I have a working query that is grouping data by hardware model and a result, but the problem is there are many "results". I have tried to reduce that down to "if result = 0 then keep as 0, else set it to 1". This generally works, but I end up having:

    day     |      name      | type | case | count
------------+----------------+------+------+-------
 2013-11-06 | modelA         |    1 |    0 |   972
 2013-11-06 | modelA         |    1 |    1 |    42
 2013-11-06 | modelA         |    1 |    1 |     2
 2013-11-06 | modelA         |    1 |    1 |    11
 2013-11-06 | modelB         |    1 |    0 |   456
 2013-11-06 | modelB         |    1 |    1 |    16
 2013-11-06 | modelB         |    1 |    1 |     8
 2013-11-06 | modelB         |    3 |    0 | 21518
 2013-11-06 | modelB         |    3 |    1 |     5
 2013-11-06 | modelB         |    3 |    1 |     7
 2013-11-06 | modelB         |    3 |    1 |   563

Instead of the aggregate I am trying to achieve, where only 1 row per type/case combo.

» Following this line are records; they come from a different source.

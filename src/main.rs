mod app;
mod codec;
mod model;
mod store;

use std::fs::File;
use std::sync::Mutex;

use eframe::egui;
use tracing_subscriber::{EnvFilter, layer::SubscriberExt, util::SubscriberInitExt};

fn init_tracing(log_file: &str) {
    let filter = EnvFilter::try_from_default_env()
        .unwrap_or_else(|_| EnvFilter::new("railsketch=info"));

    let (file, file_error) = if log_file.is_empty() {
        (None, None)
    } else {
        match File::create(log_file) {
            Ok(file) => (Some(file), None),
            Err(e) => (None, Some(e)),
        }
    };
    let file_layer = file.map(|file| {
        tracing_subscriber::fmt::layer()
            .with_ansi(false)
            .with_writer(Mutex::new(file))
    });

    tracing_subscriber::registry()
        .with(filter)
        .with(tracing_subscriber::fmt::layer().with_target(false))
        .with(file_layer)
        .init();

    if let Some(e) = file_error {
        tracing::warn!("Cannot open log file {log_file}: {e}");
    }
}

fn main() -> eframe::Result<()> {
    let settings_path = app::config_path();
    let settings = app::load_settings(&settings_path).unwrap_or_default();
    init_tracing(&settings.log_file);
    tracing::info!("Settings from {settings_path}");

    let native_options = eframe::NativeOptions {
        viewport: egui::ViewportBuilder::default()
            .with_inner_size([settings.window_width, settings.window_height])
            .with_title("RailSketch"),
        ..Default::default()
    };
    eframe::run_native(
        "RailSketch",
        native_options,
        Box::new(|cc| Ok(Box::new(app::RailSketchApp::new(cc, settings, settings_path)))),
    )
}
//! Services: independently scaled process groups within an app

use serde::{Deserialize, Serialize};
use serde_json::{Map, Value};
use tracing::info;

use crate::client::ApiClient;
use crate::error::{CoreError, Result};
use crate::resource::{Links, Resource, ResourceManager};

use super::operation::{OperationManager, OperationRequest};

/// A service of an app
#[derive(Debug, Clone, PartialEq, Serialize, Deserialize)]
pub struct Service {
    pub id: i64,
    pub handle: String,
    #[serde(default)]
    pub process_type: Option<String>,
    #[serde(default)]
    pub container_count: Option<u32>,
    #[serde(default)]
    pub container_memory_limit_mb: Option<u32>,
    #[serde(default)]
    pub created_at: Option<String>,
    #[serde(default)]
    pub updated_at: Option<String>,
    #[serde(default, alias = "_links")]
    pub links: Links,
    #[serde(flatten)]
    pub extra: Map<String, Value>,
}

impl Service {
    /// Owning app; every service has one
    pub fn app_id(&self) -> Result<i64> {
        self.links.required_id("app", "App")
    }
}

impl Resource for Service {
    const PATH: &'static str = "/services";
    const COLLECTION: &'static str = "services";

    fn id(&self) -> i64 {
        self.id
    }

    fn name(&self) -> Option<&str> {
        Some(&self.handle)
    }

    fn validate(&self) -> Result<()> {
        self.app_id().map(|_| ())
    }

    fn relations(&self) -> Vec<(&'static str, Option<i64>)> {
        vec![("app_id", self.app_id().ok())]
    }
}

/// Target shape for a scale operation
///
/// At least one field must be set; unset fields are left unchanged by the
/// backend.
#[derive(Debug, Clone, Copy, Default, PartialEq, Eq)]
pub struct ScaleRequest {
    pub container_count: Option<u32>,
    pub container_memory_mb: Option<u32>,
}

impl ScaleRequest {
    pub fn is_empty(&self) -> bool {
        self.container_count.is_none() && self.container_memory_mb.is_none()
    }

    fn into_operation(self) -> OperationRequest {
        OperationRequest {
            container_count: self.container_count,
            container_size: self.container_memory_mb,
            ..OperationRequest::new("scale")
        }
    }
}

/// Service access plus scaling
#[derive(Clone)]
pub struct ServiceManager {
    base: ResourceManager<Service>,
    operations: OperationManager,
}

delegate_reads!(ServiceManager, Service);

impl ServiceManager {
    pub fn new(client: ApiClient, operations: OperationManager) -> Self {
        Self {
            base: ResourceManager::new(client),
            operations,
        }
    }

    /// Services of one app
    pub async fn list_by_app(&self, app_id: i64) -> Result<Vec<Service>> {
        self.base.list_at(&format!("/apps/{}/services", app_id)).await
    }

    /// Service named `handle` within one app
    pub async fn get_by_handle_and_app(&self, handle: &str, app_id: i64) -> Result<Option<Service>> {
        Ok(self
            .list_by_app(app_id)
            .await?
            .into_iter()
            .find(|service| service.handle == handle))
    }

    /// Scale a service, wait for the operation, and return the fresh snapshot
    pub async fn scale(&self, service_id: i64, request: ScaleRequest) -> Result<Service> {
        if request.is_empty() {
            return Err(CoreError::Validation(
                "Must specify at least one of container_count or container_memory_limit_mb".to_string(),
            ));
        }

        self.operations
            .run("services", service_id, &request.into_operation())
            .await?;

        let service = self.base.require_by_id(service_id, "service").await?;
        info!(
            handle = %service.handle,
            container_count = ?service.container_count,
            memory_mb = ?service.container_memory_limit_mb,
            "Scaled service"
        );
        Ok(service)
    }

    /// Deprovision a service and wait until it is gone
    pub async fn delete(&self, service_id: i64) -> Result<()> {
        let service = self.base.require_by_id(service_id, "service").await?;
        self.operations
            .run("services", service.id, &OperationRequest::new("deprovision"))
            .await?;
        Ok(())
    }
}
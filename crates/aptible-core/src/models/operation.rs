//! Operations: asynchronous backend jobs and how to start, await, and inspect them

use std::collections::BTreeMap;
use std::fmt;
use std::time::Duration;

use serde::{Deserialize, Serialize};
use serde_json::{Map, Value};
use tracing::{debug, info};

use crate::client::ApiClient;
use crate::error::{CoreError, Result};
use crate::progress::{PollOptions, wait_for_operation};
use crate::resource::{Links, Resource, ResourceManager, embedded};

/// Backend operation state
#[derive(Debug, Clone, Copy, Default, PartialEq, Eq, Serialize, Deserialize)]
#[serde(rename_all = "lowercase")]
pub enum OperationStatus {
    Queued,
    Running,
    Succeeded,
    Failed,
    /// Anything the backend reports that is not listed above
    #[default]
    #[serde(other)]
    Unknown,
}

impl OperationStatus {
    /// `succeeded` or `failed`
    pub fn is_terminal(self) -> bool {
        matches!(self, Self::Succeeded | Self::Failed)
    }
}

impl fmt::Display for OperationStatus {
    fn fmt(&self, f: &mut fmt::Formatter<'_>) -> fmt::Result {
        let s = match self {
            Self::Queued => "queued",
            Self::Running => "running",
            Self::Succeeded => "succeeded",
            Self::Failed => "failed",
            Self::Unknown => "unknown",
        };
        f.write_str(s)
    }
}

/// The two fields the poller reads from `/operations/{id}`
#[derive(Debug, Deserialize)]
pub(crate) struct StatusProbe {
    #[serde(default)]
    pub status: OperationStatus,
    #[serde(default)]
    pub message: Option<String>,
}

/// One operation record
#[derive(Debug, Clone, PartialEq, Serialize, Deserialize)]
pub struct Operation {
    pub id: i64,
    /// configure, deploy, scale, provision, deprovision, ...
    #[serde(rename = "type", default)]
    pub kind: Option<String>,
    /// Raw status string as reported by the backend
    #[serde(default)]
    pub status: Option<String>,
    #[serde(default)]
    pub resource_id: Option<i64>,
    #[serde(default)]
    pub resource_type: Option<String>,
    #[serde(default)]
    pub created_at: Option<String>,
    #[serde(default)]
    pub updated_at: Option<String>,
    #[serde(default, alias = "_links")]
    pub links: Links,
    #[serde(flatten)]
    pub extra: Map<String, Value>,
}

impl Operation {
    /// Parsed status; unrecognized strings are [`OperationStatus::Unknown`]
    pub fn state(&self) -> OperationStatus {
        self.status
            .as_deref()
            .and_then(|s| serde_json::from_value(Value::String(s.to_string())).ok())
            .unwrap_or_default()
    }
}

impl Resource for Operation {
    const PATH: &'static str = "/operations";
    const COLLECTION: &'static str = "operations";

    fn id(&self) -> i64 {
        self.id
    }
}

/// Id, type and status of a recent operation
#[derive(Debug, Clone, PartialEq, Eq, Serialize, Deserialize)]
pub struct OperationSummary {
    pub id: i64,
    #[serde(rename = "type")]
    pub kind: String,
    pub status: String,
}

impl From<Operation> for OperationSummary {
    fn from(op: Operation) -> Self {
        Self {
            id: op.id,
            kind: op.kind.unwrap_or_else(|| "unknown".to_string()),
            status: op.status.unwrap_or_else(|| "unknown".to_string()),
        }
    }
}

/// Body POSTed to `/{collection}/{id}/operations`
///
/// Only the fields a caller set are sent.
#[derive(Debug, Clone, Default, PartialEq, Serialize)]
pub struct OperationRequest {
    #[serde(rename = "type")]
    pub kind: String,
    #[serde(skip_serializing_if = "Option::is_none")]
    pub env: Option<BTreeMap<String, String>>,
    #[serde(skip_serializing_if = "Option::is_none")]
    pub container_count: Option<u32>,
    /// Container memory in MB
    #[serde(skip_serializing_if = "Option::is_none")]
    pub container_size: Option<u32>,
}

impl OperationRequest {
    /// A request carrying only a type
    pub fn new(kind: impl Into<String>) -> Self {
        Self {
            kind: kind.into(),
            ..Self::default()
        }
    }

    /// A `configure` request setting `env`
    pub fn configure(env: BTreeMap<String, String>) -> Self {
        Self {
            env: Some(env),
            ..Self::new("configure")
        }
    }
}

/// Starts operations, waits on them, and reads their history and logs
#[derive(Clone)]
pub struct OperationManager {
    base: ResourceManager<Operation>,
    poll: PollOptions,
}

impl OperationManager {
    pub fn new(client: ApiClient, poll: PollOptions) -> Self {
        Self {
            base: ResourceManager::new(client),
            poll,
        }
    }

    /// Polling options applied by [`OperationManager::run`]
    pub fn poll_options(&self) -> &PollOptions {
        &self.poll
    }

    /// Same manager with a different polling deadline
    #[must_use]
    pub fn with_timeout(&self, timeout: Duration) -> Self {
        Self {
            base: self.base.clone(),
            poll: self.poll.with_timeout(timeout),
        }
    }

    /// Fetch one operation; a 404 is `None`
    pub async fn get_by_id(&self, id: i64) -> Result<Option<Operation>> {
        self.base.get_by_id(id).await
    }

    /// Start an operation against `/{collection}/{resource_id}` without waiting
    pub async fn create(
        &self,
        collection: &str,
        resource_id: i64,
        request: &OperationRequest,
    ) -> Result<Operation> {
        let operation = self
            .base
            .create_at(
                &format!("/{}/{}/operations", collection, resource_id),
                request,
            )
            .await?;
        debug!(
            operation_id = operation.id,
            kind = %request.kind,
            collection,
            resource_id,
            "Started operation"
        );
        Ok(operation)
    }

    /// Block until `operation_id` succeeds, fails, disappears, or times out
    pub async fn wait(&self, operation_id: i64) -> Result<()> {
        wait_for_operation(self.base.client(), operation_id, &self.poll, None).await
    }

    /// Start an operation and wait for it
    pub async fn run(
        &self,
        collection: &str,
        resource_id: i64,
        request: &OperationRequest,
    ) -> Result<Operation> {
        let operation = self.create(collection, resource_id, request).await?;
        self.wait(operation.id).await?;
        info!(
            operation_id = operation.id,
            kind = %request.kind,
            collection,
            resource_id,
            "Operation finished"
        );
        Ok(operation)
    }

    /// Recent operations against `/{collection}/{resource_id}`
    ///
    /// Only the server's default page is requested; long-lived resources
    /// can carry thousands of operations.
    pub async fn list_for(
        &self,
        collection: &str,
        resource_id: i64,
    ) -> Result<Vec<OperationSummary>> {
        let path = format!("/{}/{}/operations", collection, resource_id);
        let body = self.base.client().get(&path).await?;
        Ok(embedded::<Operation>(body)?
            .into_iter()
            .map(OperationSummary::from)
            .collect())
    }

    pub async fn for_app(&self, app_id: i64) -> Result<Vec<OperationSummary>> {
        self.list_for("apps", app_id).await
    }

    pub async fn for_database(&self, database_id: i64) -> Result<Vec<OperationSummary>> {
        self.list_for("databases", database_id).await
    }

    pub async fn for_vhost(&self, vhost_id: i64) -> Result<Vec<OperationSummary>> {
        self.list_for("vhosts", vhost_id).await
    }

    /// Log output of an operation
    ///
    /// The logs endpoint answers with a pre-signed URL; the log text itself
    /// is fetched from there without credentials.
    pub async fn logs(&self, operation_id: i64) -> Result<String> {
        let body = self
            .base
            .client()
            .get_text(&format!("/operations/{}/logs", operation_id))
            .await?;

        let location = body.trim().trim_matches('"');
        if location.is_empty() {
            return Ok(format!(
                "No logs available for operation {} (empty response)",
                operation_id
            ));
        }
        if !location.starts_with("http://") && !location.starts_with("https://") {
            return Err(CoreError::Decode(format!(
                "expected a log URL for operation {}, got {}",
                operation_id, location
            )));
        }

        let logs = self.base.client().fetch_unauthenticated(location).await?;
        if logs.is_empty() {
            return Ok(format!(
                "No logs available for operation {} (empty content from log URL)",
                operation_id
            ));
        }
        Ok(logs)
    }
}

    day     |      name      | type | case | count
------------+----------------+------+------+-------
 2013-11-06 | modelA         |    1 |    0 |   972
 2013-11-06 | modelA         |    1 |    1 |    55
 2013-11-06 | modelB         |    1 |    0 |   456
 2013-11-06 | modelB         |    1 |    1 |    24
 2013-11-06 | modelB         |    3 |    0 | 21518
 2013-11-06 | modelB         |    3 |    1 |   575

Here is my query:

select CURRENT_DATE-1 AS day, model.name, attempt.type, 
       CASE WHEN attempt.result = 0 THEN 0 ELSE 1 END, 
       count(*) 
from attempt attempt, prod_hw_id prod_hw_id, model model
where time >= '2013-11-06 00:00:00'  
AND time < '2013-11-07 00:00:00'
AND attempt.hard_id = prod_hw_id.hard_id
AND prod_hw_id.model_id = model.model_id
group by model.name, attempt.type, attempt.result
order by model.name, attempt.type, attempt.result;

Any tips on how I can achieve this would be awesome.

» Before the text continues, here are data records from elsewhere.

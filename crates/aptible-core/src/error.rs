//! Unified error handling for aptible-core
//!
//! Every failure a tool caller can see maps onto one variant here:
//! validation problems caught before any request, lookups that matched
//! nothing or too much, upstream HTTP failures, and backend operations
//! that failed or never finished.
//!
//! # Example
//!
//! ```rust
//! use aptible_core::CoreError;
//!
//! let err = CoreError::Api { status: 404, message: "Not Found".to_string() };
//! assert!(err.is_not_found());
//! ```

use std::time::Duration;
use thiserror::Error;

use crate::config::ConfigError;

/// Core error type for all platform operations
#[derive(Error, Debug)]
pub enum CoreError {
    /// A required argument was missing or malformed; raised before any request
    #[error("Validation error: {0}")]
    Validation(String),

    /// A handle or id resolved to nothing
    #[error("{0}")]
    NotFound(String),

    /// A handle resolved to more than one resource
    #[error("{0}")]
    Ambiguous(String),

    /// The API answered with a non-2xx status
    #[error("API error ({status}): {message}")]
    Api {
        /// HTTP status code
        status: u16,
        /// Response body, or the reason phrase when the body was empty
        message: String,
    },

    /// A backend operation reached the `failed` state
    #[error("Operation {id} failed: {message}")]
    OperationFailed {
        /// Operation id
        id: i64,
        /// Message reported by the backend
        message: String,
    },

    /// A backend operation did not reach a terminal state before the deadline
    #[error("Operation {id} did not finish within {timeout:?}")]
    OperationTimeout {
        /// Operation id
        id: i64,
        /// Deadline that elapsed
        timeout: Duration,
    },

    /// No usable bearer token
    #[error("Authentication error: {0}")]
    Auth(String),

    /// Transport-level failure (connect, TLS, timeout)
    #[error("HTTP request failed: {0}")]
    Http(#[from] reqwest::Error),

    /// A response body did not match the expected shape
    #[error("Failed to decode response: {0}")]
    Decode(String),

    /// Configuration could not be loaded
    #[error(transparent)]
    Config(#[from] ConfigError),
}

/// Result type alias for core operations
pub type Result<T> = std::result::Result<T, CoreError>;

impl CoreError {
    /// Returns true if this is a "not found" error (local lookup or HTTP 404)
    #[must_use]
    pub fn is_not_found(&self) -> bool {
        matches!(
            self,
            CoreError::NotFound(_) | CoreError::Api { status: 404, .. }
        )
    }

    /// Returns true if this is an authentication/authorization error (401/403)
    #[must_use]
    pub fn is_unauthorized(&self) -> bool {
        matches!(
            self,
            CoreError::Auth(_) | CoreError::Api {
                status: 401 | 403,
                ..
            }
        )
    }

    /// Returns true if this is a server error (5xx)
    #[must_use]
    pub fn is_server_error(&self) -> bool {
        matches!(self, CoreError::Api { status, .. } if *status >= 500)
    }

    /// Returns true if this is a timeout error
    #[must_use]
    pub fn is_timeout(&self) -> bool {
        match self {
            CoreError::Http(e) => e.is_timeout(),
            CoreError::OperationTimeout { .. } => true,
            _ => false,
        }
    }

    /// Returns true if the caller supplied bad or incomplete input
    #[must_use]
    pub fn is_validation(&self) -> bool {
        matches!(self, CoreError::Validation(_))
    }

    pub(crate) fn decode(err: serde_json::Error) -> Self {
        CoreError::Decode(err.to_string())
    }
}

Day will always be defined in the WHERE clause, so it will not vary. name, type, result(case) and count will vary. In short, for any given model I want only 1 row per "type + case" combo. As you can see in the first result set I have 3 rows for modelA that have type=1 and case=1 (because there are many "result" values that I have turned into 0=0 and anything else=1). I want that to be represented as 1 row with the count aggregated as in example data set 2.

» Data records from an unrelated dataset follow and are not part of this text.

//! MCP Resources for the Aptible platform
//!
//! Resources expose read-only data that can be fetched by URI.

use std::sync::Arc;

use aptible_core::Config;
use tower_mcp::McpRouter;
use tower_mcp::protocol::{ReadResourceResult, ResourceContent};
use tower_mcp::resource::{Resource, ResourceBuilder};

use crate::state::AppState;

/// GitHub Actions workflow templates: (slug, display name, description, body)
const WORKFLOW_TEMPLATES: &[(&str, &str, &str, &str)] = &[
    (
        "deploy",
        "Deploy workflow",
        "GitHub Actions workflow that builds an image, pushes it to GHCR and deploys it",
        include_str!("../templates/deploy.yml"),
    ),
    (
        "provision-database",
        "Provision database workflow",
        "GitHub Actions workflow that creates a PostgreSQL database and exports its URL",
        include_str!("../templates/provision-database.yml"),
    ),
    (
        "deprovision-app",
        "Deprovision app workflow",
        "GitHub Actions workflow that removes a review app when its pull request closes",
        include_str!("../templates/deprovision-app.yml"),
    ),
];

/// Build a resource exposing the effective configuration, token masked
pub fn config_resource(config: &Config) -> Resource {
    let text = serde_json::to_string_pretty(&config.redacted())
        .unwrap_or_else(|e| serde_json::json!({ "error": e.to_string() }).to_string());

    ResourceBuilder::new("aptible://config")
        .name("Configuration")
        .description("Effective server configuration (API URLs, token source, poll settings)")
        .mime_type("application/json")
        .handler(move || {
            let text = text.clone();
            async move {
                Ok(ReadResourceResult {
                    contents: vec![ResourceContent {
                        uri: "aptible://config".to_string(),
                        mime_type: Some("application/json".to_string()),
                        text: Some(text),
                        blob: None,
                        meta: None,
                    }],
                    meta: None,
                })
            }
        })
        .build()
}

/// Build a resource serving one workflow template
fn template_resource(slug: &str, name: &str, description: &str, body: &'static str) -> Resource {
    let uri = format!("aptible://templates/github-actions/{}", slug);
    let content_uri = uri.clone();

    ResourceBuilder::new(uri)
        .name(name)
        .description(description)
        .mime_type("application/yaml")
        .handler(move || {
            let uri = content_uri.clone();
            async move {
                Ok(ReadResourceResult {
                    contents: vec![ResourceContent {
                        uri,
                        mime_type: Some("application/yaml".to_string()),
                        text: Some(body.to_string()),
                        blob: None,
                        meta: None,
                    }],
                    meta: None,
                })
            }
        })
        .build()
}

/// Every workflow template resource
pub fn template_resources() -> Vec<Resource> {
    WORKFLOW_TEMPLATES
        .iter()
        .map(|(slug, name, description, body)| template_resource(slug, name, description, body))
        .collect()
}

/// Build a resource exposing server instructions/help
pub fn help_resource() -> Resource {
    ResourceBuilder::new("aptible://help")
        .name("Help")
        .description("Usage instructions for the Aptible MCP server")
        .mime_type("text/markdown")
        .text(
            r#"# Aptible MCP Server Help

## Concepts

- **Stack**: the cluster an environment runs on (shared or dedicated)
- **Environment (account)**: groups apps and databases; lives on one stack
- **App**: a deployed Docker image, split into services by process type
- **Service**: one process type of an app, scaled independently
- **Endpoint (vhost)**: a public HTTPS entry point for a service
- **Operation**: an asynchronous job (configure, deploy, scale, provision, deprovision)

## Tool Categories

- **Environments**: list_accounts, get_account, get_accounts_by_stack, create_account
- **Stacks**: list_stacks, get_stack
- **Apps**: list_apps, get_app, create_app, configure_app, delete_app
- **Databases**: list_available_database_types, list_databases, get_database,
  create_database, delete_database
- **Services**: list_services, get_service, list_service_vhosts, scale_service
- **Endpoints**: list_vhosts, get_vhost, create_vhost, delete_vhost
- **Operations**: list_app_operations, list_database_operations,
  list_vhost_operations, get_operation_logs

Handles are only unique inside an environment. If a lookup reports
several matches, pass `account_handle`.

Write tools wait for the operation they start. Pass `timeout_seconds`
to bound the wait.

## Prompts

- `deploy_app` - Walk through environment, app, database, configuration and endpoint
- `scale_service` - Inspect a service and scale it

## Resources

- `aptible://help` - This help text
- `aptible://config` - Effective configuration (token masked)
- `aptible://templates/github-actions/deploy` - Build and deploy workflow
- `aptible://templates/github-actions/provision-database` - Database workflow
- `aptible://templates/github-actions/deprovision-app` - Review app teardown workflow
"#,
        )
}

/// Build an MCP sub-router containing every resource
pub fn router(state: Arc<AppState>) -> McpRouter {
    let mut router = McpRouter::new()
        .resource(help_resource())
        .resource(config_resource(state.config()));
    for resource in template_resources() {
        router = router.resource(resource);
    }
    router
}
//! Typed platform resources and their managers
//!
//! Each resource is an immutable snapshot hydrated from a server payload.
//! Fields the server sends that are not modelled here are kept in an
//! `extra` side-table so they survive serialization.

/// Forward the read-only half of [`crate::ResourceManager`] from a wrapping manager
macro_rules! delegate_reads {
    ($manager:ty, $resource:ty) => {
        impl $manager {
            /// List every resource of this type
            pub async fn list(&self) -> $crate::error::Result<Vec<$resource>> {
                self.base.list().await
            }

            /// First resource whose handle equals `handle`
            pub async fn get(&self, handle: &str) -> $crate::error::Result<Option<$resource>> {
                self.base.get(handle).await
            }

            /// Fetch one resource directly; a 404 is `None`
            pub async fn get_by_id(&self, id: i64) -> $crate::error::Result<Option<$resource>> {
                self.base.get_by_id(id).await
            }
        }
    };
}

pub mod account;
pub mod app;
pub mod database;
pub mod operation;
pub mod service;
pub mod stack;
pub mod vhost;

pub use account::{Account, AccountManager};
pub use app::{App, AppManager};
pub use database::{Database, DatabaseImage, DatabaseManager};
pub use operation::{Operation, OperationManager, OperationRequest, OperationStatus, OperationSummary};
pub use service::{ScaleRequest, Service, ServiceManager};
pub use stack::{Stack, StackManager};
pub use vhost::{Vhost, VhostManager};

*Which* row per type/case. Define your pick. Can day and name vary? — Erwin Brandstetter, Nov 07 '13 at 23:44
@ErwinBrandstetter, for 1 model(name), only 1 row per type/result(case) combo. there are many models. — ssbsts, Nov 07 '13 at 23:54
There will always be at least 1 row for each model, but likely more than that because of succ/fail and different type. I will add a bit more to the data set example. Perhaps that would be more helpful. I am trying to group by model, type, case; yes. Generally it works, but I just wanted to aggregate the count on (otherwise) unique rows where only the count is different. — ssbsts, Nov 08 '13 at 00:02

Erwin Brandstetter · Accepted Answer · 2022-11-13T00:47:52.550

Your query would work already - except that you are running into naming conflicts or just confusing the output column (the CASE expression) with source column result, which has different content.

...
GROUP BY model.name, attempt.type, attempt.result
...

You need to GROUP BY your CASE expression instead of your source column:

...
GROUP BY model.name, attempt.type
       , CASE WHEN attempt.result = 0 THEN 0 ELSE 1 END
...

Or provide a column alias that's different from any column name in the FROM list - or else that column takes precedence:

SELECT ...
     , CASE WHEN attempt.result = 0 THEN 0 ELSE 1 END AS result1
...
GROUP BY model.name, attempt.type, result1
...

The SQL standard is rather peculiar in this respect. Quoting the manual here:

An output column's name can be used to refer to the column's value in ORDER BY and GROUP BY clauses, but not in the WHERE or HAVING clauses; there you must write out the expression instead.

And:

If an ORDER BY expression is a simple name that matches both an output column name and an input column name, ORDER BY will interpret it as the output column name. This is the opposite of the choice that GROUP BY will make in the same situation. This inconsistency is made to be compatible with the SQL standard.

Bold emphasis mine.

These conflicts can be avoided by using positional references (ordinal numbers) in GROUP BY and ORDER BY, referencing items in the SELECT list from left to right. See solution below.
The drawback is that this may be harder to read and vulnerable to edits in the SELECT list: one might forget to adapt positional references accordingly.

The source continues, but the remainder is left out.